Medical Writing Program Manager – QC and Publishing Lead (FSP)
Company: Thermo Fisher Scientific (PPD Clinical Research Services)
Location: Bangalore, India | Fully Remote
Job Type: Full-Time | Remote (FSP Model)
Experience: Typically 8+ Years (Medical Writing / Document Review / Clinical Research)
Qualification: Bachelor’s Degree in Scientific Discipline (Advanced Degree Preferred)
Salary Range: Not Specified
Job Overview
Thermo Fisher Scientific is expanding its Medical Writing Functional Service Provider (FSP) team and is seeking a Medical Writing Program Manager – QC and Publishing Lead to oversee document review and publishing activities for a client-dedicated program.
The Program Manager will act as the primary point of contact for the client, ensuring high-quality review, compliance, and timely delivery of regulatory clinical documents. The role involves managing a team responsible for quality control, document review, and regulatory publishing while ensuring alignment with global regulatory requirements.

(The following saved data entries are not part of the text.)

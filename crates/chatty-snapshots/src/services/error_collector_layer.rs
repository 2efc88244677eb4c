use crate::models::{ErrorEntry, ErrorLevel};
use std::collections::HashMap;
use std::fmt;
use std::sync::mpsc::{Receiver, SyncSender, sync_channel};
use std::time::SystemTime;
use tracing::{
    Level, Subscriber,
    field::{Field, Visit},
};
use tracing_subscriber::Layer;

/// Field name the snapshot code uses to tag events with the message they concern
const MESSAGE_ID_FIELD: &str = "message_id";

#[derive(Default)]
struct FieldVisitor {
    message: Option<String>,
    message_id: Option<String>,
    fields: HashMap<String, String>,
}

impl FieldVisitor {
    fn store(&mut self, field: &Field, value: String) {
        match field.name() {
            "message" => self.message = Some(value),
            MESSAGE_ID_FIELD => self.message_id = Some(value),
            name => {
                self.fields.insert(name.to_string(), value);
            }
        }
    }
}

impl Visit for FieldVisitor {
    fn record_debug(&mut self, field: &Field, value: &dyn fmt::Debug) {
        self.store(field, format!("{:?}", value));
    }

    fn record_str(&mut self, field: &Field, value: &str) {
        self.store(field, value.to_string());
    }
}

/// Tracing layer that forwards WARN and ERROR events to an `ErrorStore` feed
pub struct ErrorCollectorLayer {
    sender: SyncSender<ErrorEntry>,
}

impl ErrorCollectorLayer {
    pub fn new(capacity: usize) -> (Self, Receiver<ErrorEntry>) {
        let (tx, rx) = sync_channel(capacity.max(1));
        (Self { sender: tx }, rx)
    }
}

impl<S> Layer<S> for ErrorCollectorLayer
where
    S: Subscriber,
{
    fn on_event(
        &self,
        event: &tracing::Event<'_>,
        _ctx: tracing_subscriber::layer::Context<'_, S>,
    ) {
        let metadata = event.metadata();
        if !matches!(*metadata.level(), Level::WARN | Level::ERROR) {
            return;
        }

        let mut visitor = FieldVisitor::default();
        event.record(&mut visitor);

        let entry = ErrorEntry {
            timestamp: SystemTime::now(),
            level: if *metadata.level() == Level::ERROR {
                ErrorLevel::Error
            } else {
                ErrorLevel::Warning
            },
            message: visitor.message.unwrap_or_default(),
            target: metadata.target().to_string(),
            message_id: visitor.message_id,
            fields: visitor.fields,
        };

        // Drop when full; logging must never block the UI loop.
        let _ = self.sender.try_send(entry);
    }
}
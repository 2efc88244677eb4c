use std::path::PathBuf;

use super::settings_repository::{BoxFuture, SettingsError, SettingsRepository, SettingsResult};
use super::snapshot_settings::SnapshotSettings;

pub struct SettingsJsonRepository {
    file_path: PathBuf,
}

impl SettingsJsonRepository {
    /// Create repository with XDG-compliant path
    pub fn new() -> SettingsResult<Self> {
        let config_dir = dirs::config_dir()
            .ok_or_else(|| SettingsError::PathError("Cannot determine config directory".into()))?;

        Ok(Self::with_path(
            config_dir.join("chatty").join("snapshot_settings.json"),
        ))
    }

    pub fn with_path(file_path: impl Into<PathBuf>) -> Self {
        Self {
            file_path: file_path.into(),
        }
    }
}

fn join_error(e: tokio::task::JoinError) -> SettingsError {
    SettingsError::IoError(e.to_string())
}

impl SettingsRepository for SettingsJsonRepository {
    fn load(&self) -> BoxFuture<'static, SettingsResult<SnapshotSettings>> {
        let path = self.file_path.clone();

        Box::pin(async move {
            let contents = tokio::task::spawn_blocking(move || {
                if !path.exists() {
                    return Ok(None);
                }
                std::fs::read_to_string(&path).map(Some)
            })
            .await
            .map_err(join_error)?
            .map_err(|e| SettingsError::IoError(e.to_string()))?;

            let Some(contents) = contents else {
                return Ok(SnapshotSettings::default());
            };

            serde_json::from_str(&contents)
                .map_err(|e| SettingsError::SerializationError(e.to_string()))
        })
    }

    fn save(&self, settings: SnapshotSettings) -> BoxFuture<'static, SettingsResult<()>> {
        let path = self.file_path.clone();

        Box::pin(async move {
            let json = serde_json::to_string_pretty(&settings)
                .map_err(|e| SettingsError::SerializationError(e.to_string()))?;

            tokio::task::spawn_blocking(move || {
                if let Some(parent) = path.parent() {
                    std::fs::create_dir_all(parent)
                        .map_err(|e| SettingsError::IoError(e.to_string()))?;
                }

                // Write atomically using temp file + rename
                let temp_path = path.with_extension("json.tmp");
                std::fs::write(&temp_path, &json)
                    .map_err(|e| SettingsError::IoError(e.to_string()))?;
                std::fs::rename(&temp_path, &path)
                    .map_err(|e| SettingsError::IoError(e.to_string()))?;

                Ok::<(), SettingsError>(())
            })
            .await
            .map_err(join_error)?
        })
    }
}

This position plays a critical role in ensuring that clinical trial documentation meets regulatory standards and submission timelines, supporting pharmaceutical development programs across multiple therapeutic areas.
The role requires strong project management, leadership, regulatory knowledge, and medical writing expertise, particularly related to regulatory submission documents such as Clinical Study Reports and Protocols.
Key Responsibilities
1. Program Management & Client Oversight
Act as the primary liaison between the client and the document review team.
Manage client expectations, timelines, and deliverables for multiple document review activities.
Handle escalation of risks related to project timelines, quality issues, or resource allocation.
Ensure high levels of client satisfaction through proactive communication and issue resolution.
Coordinate project planning and monitoring activities to ensure milestones are achieved.
2. Project Planning & Resource Management
Develop and maintain project timelines, review schedules, and resource allocation plans.
Forecast staffing requirements and allocate reviewers based on project needs.
Monitor progress of review activities and adjust project plans to meet deadlines.
Ensure optimal utilization of personnel and technology resources.
Manage competing priorities across multiple programs and submissions.
3. Medical Writing Quality Control & Document Review
Perform senior-level review of clinical and regulatory documents.
Ensure document consistency, clarity, and compliance with regulatory guidelines.
Review documents for scientific accuracy, formatting consistency, and editorial quality.
Ensure that document review processes follow internal quality standards and SOPs.
Support quality assurance efforts across multiple document types.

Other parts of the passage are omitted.